-- Assigned task --
Without leaving anything out, print every line of the data.

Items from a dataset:

//! Backend command interface.
//!
//! All queue logic talks to a [`Gateway`] trait object. Two backends exist:
//! - [`RedisGateway`]: production driver over `redis::aio::ConnectionManager`
//! - [`MemoryGateway`]: in-process emulation for embedding and deterministic tests
//!
//! No retries happen at this layer; errors surface as [`GatewayError`].

mod memory;
mod redis;

pub use self::memory::MemoryGateway;
pub use self::redis::{RedisGateway, RetryConfig, connect_with_retry};

use crate::error::GatewayError;
use crate::scripts::QueueScript;
use async_trait::async_trait;
use std::collections::HashMap;
use std::sync::Arc;
use std::time::Duration;

pub type GatewayResult<T> = Result<T, GatewayError>;

pub type SharedGateway = Arc<dyn Gateway>;

/// Reply of a script or transactional command
#[derive(Debug, Clone, PartialEq, Eq)]
pub enum Reply {
    Nil,
    Okay,
    Integer(i64),
    Data(String),
    Bulk(Vec<Reply>),
}

impl Reply {
    pub fn as_integer(&self) -> GatewayResult<i64> {
        match self {
            Reply::Integer(n) => Ok(*n),
            Reply::Data(s) => s
                .parse()
                .map_err(|_| GatewayError::protocol(format!("expected integer reply, got '{}'", s))),
            other => Err(GatewayError::protocol(format!(
                "expected integer reply, got {:?}",
                other
            ))),
        }
    }

    /// Scripts return 1 when they applied and 0 when the source was already gone
    pub fn applied(&self) -> GatewayResult<bool> {
        Ok(self.as_integer()? == 1)
    }
}

/// Argument of a script call
#[derive(Debug, Clone, PartialEq, Eq)]
pub enum ScriptArg {
    Str(String),
    Int(i64),
}

impl From<&str> for ScriptArg {
    fn from(value: &str) -> Self {
        ScriptArg::Str(value.to_string())
    }
}

impl From<String> for ScriptArg {
    fn from(value: String) -> Self {
        ScriptArg::Str(value)
    }
}

impl From<&String> for ScriptArg {
    fn from(value: &String) -> Self {
        ScriptArg::Str(value.clone())
    }
}

impl From<i64> for ScriptArg {
    fn from(value: i64) -> Self {
        ScriptArg::Int(value)
    }
}

impl ScriptArg {
    pub fn as_str(&self) -> String {
        match self {
            ScriptArg::Str(s) => s.clone(),
            ScriptArg::Int(n) => n.to_string(),
        }
    }
}

/// A named script with its keys and arguments
#[derive(Debug, Clone, PartialEq, Eq)]
pub struct ScriptCall {
    pub script: QueueScript,
    pub keys: Vec<String>,
    pub args: Vec<ScriptArg>,
}

impl ScriptCall {
    pub fn new(script: QueueScript) -> Self {
        Self {
            script,
            keys: Vec::new(),
            args: Vec::new(),
        }
    }

    pub fn key(mut self, key: impl Into<String>) -> Self {
        self.keys.push(key.into());
        self
    }

    pub fn arg(mut self, arg: impl Into<ScriptArg>) -> Self {
        self.args.push(arg.into());
        self
    }
}

/// Command inside a transactional batch
#[derive(Debug, Clone, PartialEq, Eq)]
pub enum Command {
    LPush { key: String, value: String },
    LRem { key: String, count: i64, value: String },
    ZAdd { key: String, score: i64, member: String },
    ZRem { key: String, member: String },
    HSet { key: String, field: String, value: String },
    HDel { key: String, field: String },
    HIncrBy { key: String, field: String, delta: i64 },
    Del { key: String },
}

#[async_trait]
pub trait Gateway: Send + Sync + 'static {
    async fn lpush(&self, key: &str, value: &str) -> GatewayResult<i64>;

    async fn rpop(&self, key: &str) -> GatewayResult<Option<String>>;

    /// Inclusive range, negative indexes count from the tail
    async fn lrange(&self, key: &str, start: isize, stop: isize) -> GatewayResult<Vec<String>>;

    async fn llen(&self, key: &str) -> GatewayResult<usize>;

    async fn lrem(&self, key: &str, count: isize, value: &str) -> GatewayResult<usize>;

    /// Atomically pop from the tail of `source` and push onto the head of
    /// `destination`, waiting up to `timeout` for an element.
    async fn blocking_move(
        &self,
        source: &str,
        destination: &str,
        timeout: Duration,
    ) -> GatewayResult<Option<String>>;

    async fn zadd(&self, key: &str, member: &str, score: i64) -> GatewayResult<bool>;

    /// Members with `min <= score <= max`, ascending, paged by `offset`/`count`
    async fn zrange_by_score(
        &self,
        key: &str,
        min: i64,
        max: i64,
        offset: usize,
        count: usize,
    ) -> GatewayResult<Vec<(String, i64)>>;

    /// Members by rank with their scores, ascending
    async fn zrange(&self, key: &str, start: isize, stop: isize) -> GatewayResult<Vec<(String, i64)>>;

    async fn zcard(&self, key: &str) -> GatewayResult<usize>;

    async fn zrem(&self, key: &str, member: &str) -> GatewayResult<bool>;

    async fn hget(&self, key: &str, field: &str) -> GatewayResult<Option<String>>;

    async fn hset(&self, key: &str, field: &str, value: &str) -> GatewayResult<()>;

    async fn hdel(&self, key: &str, field: &str) -> GatewayResult<bool>;

    async fn hgetall(&self, key: &str) -> GatewayResult<HashMap<String, String>>;

    async fn hincrby(&self, key: &str, field: &str, delta: i64) -> GatewayResult<i64>;

    async fn del(&self, key: &str) -> GatewayResult<bool>;

    async fn ping(&self) -> GatewayResult<()>;

    /// Run a named script atomically
    async fn eval(&self, call: ScriptCall) -> GatewayResult<Reply>;

    /// Run commands as one transaction. Replies keep command order; the first
    /// failing command fails the whole call.
    async fn exec_multi(&self, commands: Vec<Command>) -> GatewayResult<Vec<Reply>>;
}

#[cfg(test)]
mod tests {
    use super::*;

    #[test]
    fn test_script_call_builder() {
        let call = ScriptCall::new(QueueScript::Enqueue)
            .key("ready")
            .key("stats")
            .arg("payload")
            .arg(42i64);

        assert_eq!(call.keys, vec!["ready", "stats"]);
        assert_eq!(call.args[1], ScriptArg::Int(42));
        assert_eq!(call.args[1].as_str(), "42");
    }

    #[test]
    fn test_reply_as_integer() {
        assert_eq!(Reply::Integer(1).as_integer().unwrap(), 1);
        assert_eq!(Reply::Data("7".into()).as_integer().unwrap(), 7);
        assert!(Reply::Nil.as_integer().is_err());
        assert!(Reply::Integer(1).applied().unwrap());
        assert!(!Reply::Integer(0).applied().unwrap());
    }
}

-- Solution --
//! Backend command interface.
//!
//! All queue logic talks to a [`Gateway`] trait object. Two backends exist:
//! - [`RedisGateway`]: production driver over `redis::aio::ConnectionManager`
//! - [`MemoryGateway`]: in-process emulation for embedding and deterministic tests
//!
//! No retries happen at this layer; errors surface as [`GatewayError`].

mod memory;
mod redis;

pub use self::memory::MemoryGateway;
pub use self::redis::{RedisGateway, RetryConfig, connect_with_retry};

use crate::error::GatewayError;
use crate::scripts::QueueScript;
use async_trait::async_trait;
use std::collections::HashMap;
use std::sync::Arc;
use std::time::Duration;

pub type GatewayResult<T> = Result<T, GatewayError>;

pub type SharedGateway = Arc<dyn Gateway>;

/// Reply of a script or transactional command
#[derive(Debug, Clone, PartialEq, Eq)]
pub enum Reply {
    Nil,
    Okay,
    Integer(i64),
    Data(String),
    Bulk(Vec<Reply>),
}

impl Reply {
    pub fn as_integer(&self) -> GatewayResult<i64> {
        match self {
            Reply::Integer(n) => Ok(*n),
            Reply::Data(s) => s
                .parse()
                .map_err(|_| GatewayError::protocol(format!("expected integer reply, got '{}'", s))),
            other => Err(GatewayError::protocol(format!(
                "expected integer reply, got {:?}",
                other
            ))),
        }
    }

    /// Scripts return 1 when they applied and 0 when the source was already gone
    pub fn applied(&self) -> GatewayResult<bool> {
        Ok(self.as_integer()? == 1)
    }
}

/// Argument of a script call
#[derive(Debug, Clone, PartialEq, Eq)]
pub enum ScriptArg {
    Str(String),
    Int(i64),
}

impl From<&str> for ScriptArg {
    fn from(value: &str) -> Self {
        ScriptArg::Str(value.to_string())
    }
}

impl From<String> for ScriptArg {
    fn from(value: String) -> Self {
        ScriptArg::Str(value)
    }
}

impl From<&String> for ScriptArg {
    fn from(value: &String) -> Self {
        ScriptArg::Str(value.clone())
    }
}

impl From<i64> for ScriptArg {
    fn from(value: i64) -> Self {
        ScriptArg::Int(value)
    }
}

impl ScriptArg {
    pub fn as_str(&self) -> String {
        match self {
            ScriptArg::Str(s) => s.clone(),
            ScriptArg::Int(n) => n.to_string(),
        }
    }
}

/// A named script with its keys and arguments
#[derive(Debug, Clone, PartialEq, Eq)]
pub struct ScriptCall {
    pub script: QueueScript,
    pub keys: Vec<String>,
    pub args: Vec<ScriptArg>,
}

impl ScriptCall {
    pub fn new(script: QueueScript) -> Self {
        Self {
            script,
            keys: Vec::new(),
            args: Vec::new(),
        }
    }

    pub fn key(mut self, key: impl Into<String>) -> Self {
        self.keys.push(key.into());
        self
    }

    pub fn arg(mut self, arg: impl Into<ScriptArg>) -> Self {
        self.args.push(arg.into());
        self
    }
}

/// Command inside a transactional batch
#[derive(Debug, Clone, PartialEq, Eq)]
pub enum Command {
    LPush { key: String, value: String },
    LRem { key: String, count: i64, value: String },
    ZAdd { key: String, score: i64, member: String },
    ZRem { key: String, member: String },
    HSet { key: String, field: String, value: String },
    HDel { key: String, field: String },
    HIncrBy { key: String, field: String, delta: i64 },
    Del { key: String },
}

#[async_trait]
pub trait Gateway: Send + Sync + 'static {
    async fn lpush(&self, key: &str, value: &str) -> GatewayResult<i64>;

    async fn rpop(&self, key: &str) -> GatewayResult<Option<String>>;

    /// Inclusive range, negative indexes count from the tail
    async fn lrange(&self, key: &str, start: isize, stop: isize) -> GatewayResult<Vec<String>>;

    async fn llen(&self, key: &str) -> GatewayResult<usize>;

    async fn lrem(&self, key: &str, count: isize, value: &str) -> GatewayResult<usize>;

    /// Atomically pop from the tail of `source` and push onto the head of
    /// `destination`, waiting up to `timeout` for an element.
    async fn blocking_move(
        &self,
        source: &str,
        destination: &str,
        timeout: Duration,
    ) -> GatewayResult<Option<String>>;

    async fn zadd(&self, key: &str, member: &str, score: i64) -> GatewayResult<bool>;

    /// Members with `min <= score <= max`, ascending, paged by `offset`/`count`
    async fn zrange_by_score(
        &self,
        key: &str,
        min: i64,
        max: i64,
        offset: usize,
        count: usize,
    ) -> GatewayResult<Vec<(String, i64)>>;

    /// Members by rank with their scores, ascending
    async fn zrange(&self, key: &str, start: isize, stop: isize) -> GatewayResult<Vec<(String, i64)>>;

    async fn zcard(&self, key: &str) -> GatewayResult<usize>;

    async fn zrem(&self, key: &str, member: &str) -> GatewayResult<bool>;

    async fn hget(&self, key: &str, field: &str) -> GatewayResult<Option<String>>;

    async fn hset(&self, key: &str, field: &str, value: &str) -> GatewayResult<()>;

    async fn hdel(&self, key: &str, field: &str) -> GatewayResult<bool>;

    async fn hgetall(&self, key: &str) -> GatewayResult<HashMap<String, String>>;

    async fn hincrby(&self, key: &str, field: &str, delta: i64) -> GatewayResult<i64>;

    async fn del(&self, key: &str) -> GatewayResult<bool>;

    async fn ping(&self) -> GatewayResult<()>;

    /// Run a named script atomically
    async fn eval(&self, call: ScriptCall) -> GatewayResult<Reply>;

    /// Run commands as one transaction. Replies keep command order; the first
    /// failing command fails the whole call.
    async fn exec_multi(&self, commands: Vec<Command>) -> GatewayResult<Vec<Reply>>;
}

#[cfg(test)]
mod tests {
    use super::*;

    #[test]
    fn test_script_call_builder() {
        let call = ScriptCall::new(QueueScript::Enqueue)
            .key("ready")
            .key("stats")
            .arg("payload")
            .arg(42i64);

        assert_eq!(call.keys, vec!["ready", "stats"]);
        assert_eq!(call.args[1], ScriptArg::Int(42));
        assert_eq!(call.args[1].as_str(), "42");
    }

    #[test]
    fn test_reply_as_integer() {
        assert_eq!(Reply::Integer(1).as_integer().unwrap(), 1);
        assert_eq!(Reply::Data("7".into()).as_integer().unwrap(), 7);
        assert!(Reply::Nil.as_integer().is_err());
        assert!(Reply::Integer(1).applied().unwrap());
        assert!(!Reply::Integer(0).applied().unwrap());
    }
}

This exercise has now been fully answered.